*Assignment*
Each entry is to be output precisely as it appears.
━━ Dataset
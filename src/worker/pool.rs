//! Worker pool management.

use std::sync::atomic::{AtomicBool, Ordering};
use std::sync::Arc;
use std::thread::{self, JoinHandle};
use std::time::{Duration, Instant};

use crossbeam_channel::{bounded, Receiver, Sender};
use rand::{CryptoRng, RngCore};
use tracing::{info, warn};

use crate::crypto::{KeyPair, NetworkProfile};
use crate::matcher::Pattern;

use super::cpu::{CpuWorker, WorkerStats};

/// A keypair whose address matched the search pattern.
#[derive(Debug, Clone)]
pub struct VanityResult {
    /// The Base58 address
    pub address: String,
    /// Private key in Wallet Import Format
    pub wif: String,
    /// The private key (64 hex chars)
    pub private_key: String,
    /// Script hash (40 hex chars)
    pub script_hash: String,
    /// The ID of the worker that found this result
    pub worker_id: usize,
}

impl VanityResult {
    pub fn from_keypair(keypair: &KeyPair, worker_id: usize) -> Self {
        Self {
            address: keypair.address().to_string(),
            wif: keypair.wif(),
            private_key: keypair.private_key_hex(),
            script_hash: keypair.script_hash(),
            worker_id,
        }
    }
}

/// Manages a pool of workers searching for a vanity address.
pub struct WorkerPool {
    num_workers: usize,
    pattern: Pattern,
    /// Worker thread handles (Option to allow taking during join)
    handles: Option<Vec<JoinHandle<()>>>,
    result_rx: Receiver<VanityResult>,
    stop_flag: Arc<AtomicBool>,
    stats: Arc<WorkerStats>,
    start_time: Instant,
}

impl WorkerPool {
    /// Creates a new worker pool with the specified number of workers.
    pub fn new(num_workers: usize, pattern: Pattern, profile: NetworkProfile) -> Self {
        Self::with_rng(num_workers, pattern, profile, rand::thread_rng)
    }

    /// Creates a pool whose workers draw keys from `rng_factory()`.
    ///
    /// The factory runs once on each worker thread.
    pub fn with_rng<F, R>(
        num_workers: usize,
        pattern: Pattern,
        profile: NetworkProfile,
        rng_factory: F,
    ) -> Self
    where
        F: Fn() -> R + Send + Sync + 'static,
        R: RngCore + CryptoRng,
    {
        let (result_tx, result_rx) = bounded(100);
        let stop_flag = Arc::new(AtomicBool::new(false));
        let stats = Arc::new(WorkerStats::new());

        info!(workers = num_workers, network = profile.name, "starting worker pool");

        let handles = Self::spawn_workers(
            num_workers,
            pattern.clone(),
            profile,
            result_tx,
            stop_flag.clone(),
            stats.clone(),
            Arc::new(rng_factory),
        );

        Self {
            num_workers,
            pattern,
            handles: Some(handles),
            result_rx,
            stop_flag,
            stats,
            start_time: Instant::now(),
        }
    }

    fn spawn_workers<F, R>(
        num_workers: usize,
        pattern: Pattern,
        profile: NetworkProfile,
        result_tx: Sender<VanityResult>,
        stop_flag: Arc<AtomicBool>,
        stats: Arc<WorkerStats>,
        rng_factory: Arc<F>,
    ) -> Vec<JoinHandle<()>>
    where
        F: Fn() -> R + Send + Sync + 'static,
        R: RngCore + CryptoRng,
    {
        (0..num_workers)
            .map(|id| {
                let pattern = pattern.clone();
                let result_tx = result_tx.clone();
                let stop_flag = stop_flag.clone();
                let stats = stats.clone();
                let rng_factory = rng_factory.clone();

                thread::Builder::new()
                    .name(format!("neo-keygen-worker-{}", id))
                    .spawn(move || {
                        let mut rng = rng_factory();
                        let worker =
                            CpuWorker::new(id, pattern, profile, result_tx, stop_flag, stats);
                        worker.run(&mut rng);
                    })
                    .expect("Failed to spawn worker thread")
            })
            .collect()
    }

    /// Waits for a result with a timeout.
    ///
    /// Returns `Some(result)` if a match is found, `None` if timeout expires.
    pub fn wait_for_result(&self, timeout: Duration) -> Option<VanityResult> {
        self.result_rx.recv_timeout(timeout).ok()
    }

    /// Signals all workers to stop.
    pub fn stop(&self) {
        self.stop_flag.store(true, Ordering::Relaxed);
    }

    /// Stops and waits for all workers to complete.
    pub fn join(mut self) {
        self.stop();
        self.join_handles();
    }

    fn join_handles(&mut self) {
        if let Some(handles) = self.handles.take() {
            for handle in handles {
                let name = handle.thread().name().unwrap_or("worker").to_owned();
                if handle.join().is_err() {
                    warn!(thread = %name, "worker thread panicked");
                }
            }
        }
    }

    pub fn num_workers(&self) -> usize {
        self.num_workers
    }

    pub fn pattern(&self) -> &Pattern {
        &self.pattern
    }

    /// Returns the total keys generated across all workers.
    pub fn total_keys(&self) -> u64 {
        self.stats.total_keys()
    }

    pub fn total_matches(&self) -> u64 {
        self.stats.total_matches()
    }

    /// Returns the elapsed time since the pool was created.
    pub fn elapsed(&self) -> Duration {
        self.start_time.elapsed()
    }

    /// Returns the current generation rate (keys per second).
    pub fn keys_per_second(&self) -> f64 {
        let elapsed = self.elapsed().as_secs_f64();
        if elapsed > 0.0 {
            self.total_keys() as f64 / elapsed
        } else {
            0.0
        }
    }

    /// Returns a clone of the stop flag for external use (e.g., signal handlers).
    pub fn stop_flag_clone(&self) -> Arc<AtomicBool> {
        self.stop_flag.clone()
    }

    pub fn is_stopped(&self) -> bool {
        self.stop_flag.load(Ordering::Relaxed)
    }
}

impl Drop for WorkerPool {
    fn drop(&mut self) {
        self.stop();
        self.join_handles();
    }
}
━━━━
*Solution for this exercise*
filename src/worker/pool.rs
//! Worker pool management.

use std::sync::atomic::{AtomicBool, Ordering};
use std::sync::Arc;
use std::thread::{self, JoinHandle};
use std::time::{Duration, Instant};

use crossbeam_channel::{bounded, Receiver, Sender};
use rand::{CryptoRng, RngCore};
use tracing::{info, warn};

use crate::crypto::{KeyPair, NetworkProfile};
use crate::matcher::Pattern;

use super::cpu::{CpuWorker, WorkerStats};

/// A keypair whose address matched the search pattern.
#[derive(Debug, Clone)]
pub struct VanityResult {
    /// The Base58 address
    pub address: String,
    /// Private key in Wallet Import Format
    pub wif: String,
    /// The private key (64 hex chars)
    pub private_key: String,
    /// Script hash (40 hex chars)
    pub script_hash: String,
    /// The ID of the worker that found this result
    pub worker_id: usize,
}

impl VanityResult {
    pub fn from_keypair(keypair: &KeyPair, worker_id: usize) -> Self {
        Self {
            address: keypair.address().to_string(),
            wif: keypair.wif(),
            private_key: keypair.private_key_hex(),
            script_hash: keypair.script_hash(),
            worker_id,
        }
    }
}

/// Manages a pool of workers searching for a vanity address.
pub struct WorkerPool {
    num_workers: usize,
    pattern: Pattern,
    /// Worker thread handles (Option to allow taking during join)
    handles: Option<Vec<JoinHandle<()>>>,
    result_rx: Receiver<VanityResult>,
    stop_flag: Arc<AtomicBool>,
    stats: Arc<WorkerStats>,
    start_time: Instant,
}

impl WorkerPool {
    /// Creates a new worker pool with the specified number of workers.
    pub fn new(num_workers: usize, pattern: Pattern, profile: NetworkProfile) -> Self {
        Self::with_rng(num_workers, pattern, profile, rand::thread_rng)
    }

    /// Creates a pool whose workers draw keys from `rng_factory()`.
    ///
    /// The factory runs once on each worker thread.
    pub fn with_rng<F, R>(
        num_workers: usize,
        pattern: Pattern,
        profile: NetworkProfile,
        rng_factory: F,
    ) -> Self
    where
        F: Fn() -> R + Send + Sync + 'static,
        R: RngCore + CryptoRng,
    {
        let (result_tx, result_rx) = bounded(100);
        let stop_flag = Arc::new(AtomicBool::new(false));
        let stats = Arc::new(WorkerStats::new());

        info!(workers = num_workers, network = profile.name, "starting worker pool");

        let handles = Self::spawn_workers(
            num_workers,
            pattern.clone(),
            profile,
            result_tx,
            stop_flag.clone(),
            stats.clone(),
            Arc::new(rng_factory),
        );

        Self {
            num_workers,
            pattern,
            handles: Some(handles),
            result_rx,
            stop_flag,
            stats,
            start_time: Instant::now(),
        }
    }

    fn spawn_workers<F, R>(
        num_workers: usize,
        pattern: Pattern,
        profile: NetworkProfile,
        result_tx: Sender<VanityResult>,
        stop_flag: Arc<AtomicBool>,
        stats: Arc<WorkerStats>,
        rng_factory: Arc<F>,
    ) -> Vec<JoinHandle<()>>
    where
        F: Fn() -> R + Send + Sync + 'static,
        R: RngCore + CryptoRng,
    {
        (0..num_workers)
            .map(|id| {
                let pattern = pattern.clone();
                let result_tx = result_tx.clone();
                let stop_flag = stop_flag.clone();
                let stats = stats.clone();
                let rng_factory = rng_factory.clone();

                thread::Builder::new()
                    .name(format!("neo-keygen-worker-{}", id))
                    .spawn(move || {
                        let mut rng = rng_factory();
                        let worker =
                            CpuWorker::new(id, pattern, profile, result_tx, stop_flag, stats);
                        worker.run(&mut rng);
                    })
                    .expect("Failed to spawn worker thread")
            })
            .collect()
    }

    /// Waits for a result with a timeout.
    ///
    /// Returns `Some(result)` if a match is found, `None` if timeout expires.
    pub fn wait_for_result(&self, timeout: Duration) -> Option<VanityResult> {
        self.result_rx.recv_timeout(timeout).ok()
    }

    /// Signals all workers to stop.
    pub fn stop(&self) {
        self.stop_flag.store(true, Ordering::Relaxed);
    }

    /// Stops and waits for all workers to complete.
    pub fn join(mut self) {
        self.stop();
        self.join_handles();
    }

    fn join_handles(&mut self) {
        if let Some(handles) = self.handles.take() {
            for handle in handles {
                let name = handle.thread().name().unwrap_or("worker").to_owned();
                if handle.join().is_err() {
                    warn!(thread = %name, "worker thread panicked");
                }
            }
        }
    }

    pub fn num_workers(&self) -> usize {
        self.num_workers
    }

    pub fn pattern(&self) -> &Pattern {
        &self.pattern
    }

    /// Returns the total keys generated across all workers.
    pub fn total_keys(&self) -> u64 {
        self.stats.total_keys()
    }

    pub fn total_matches(&self) -> u64 {
        self.stats.total_matches()
    }

    /// Returns the elapsed time since the pool was created.
    pub fn elapsed(&self) -> Duration {
        self.start_time.elapsed()
    }

    /// Returns the current generation rate (keys per second).
    pub fn keys_per_second(&self) -> f64 {
        let elapsed = self.elapsed().as_secs_f64();
        if elapsed > 0.0 {
            self.total_keys() as f64 / elapsed
        } else {
            0.0
        }
    }

    /// Returns a clone of the stop flag for external use (e.g., signal handlers).
    pub fn stop_flag_clone(&self) -> Arc<AtomicBool> {
        self.stop_flag.clone()
    }

    pub fn is_stopped(&self) -> bool {
        self.stop_flag.load(Ordering::Relaxed)
    }
}

impl Drop for WorkerPool {
    fn drop(&mut self) {
        self.stop();
        self.join_handles();
    }
}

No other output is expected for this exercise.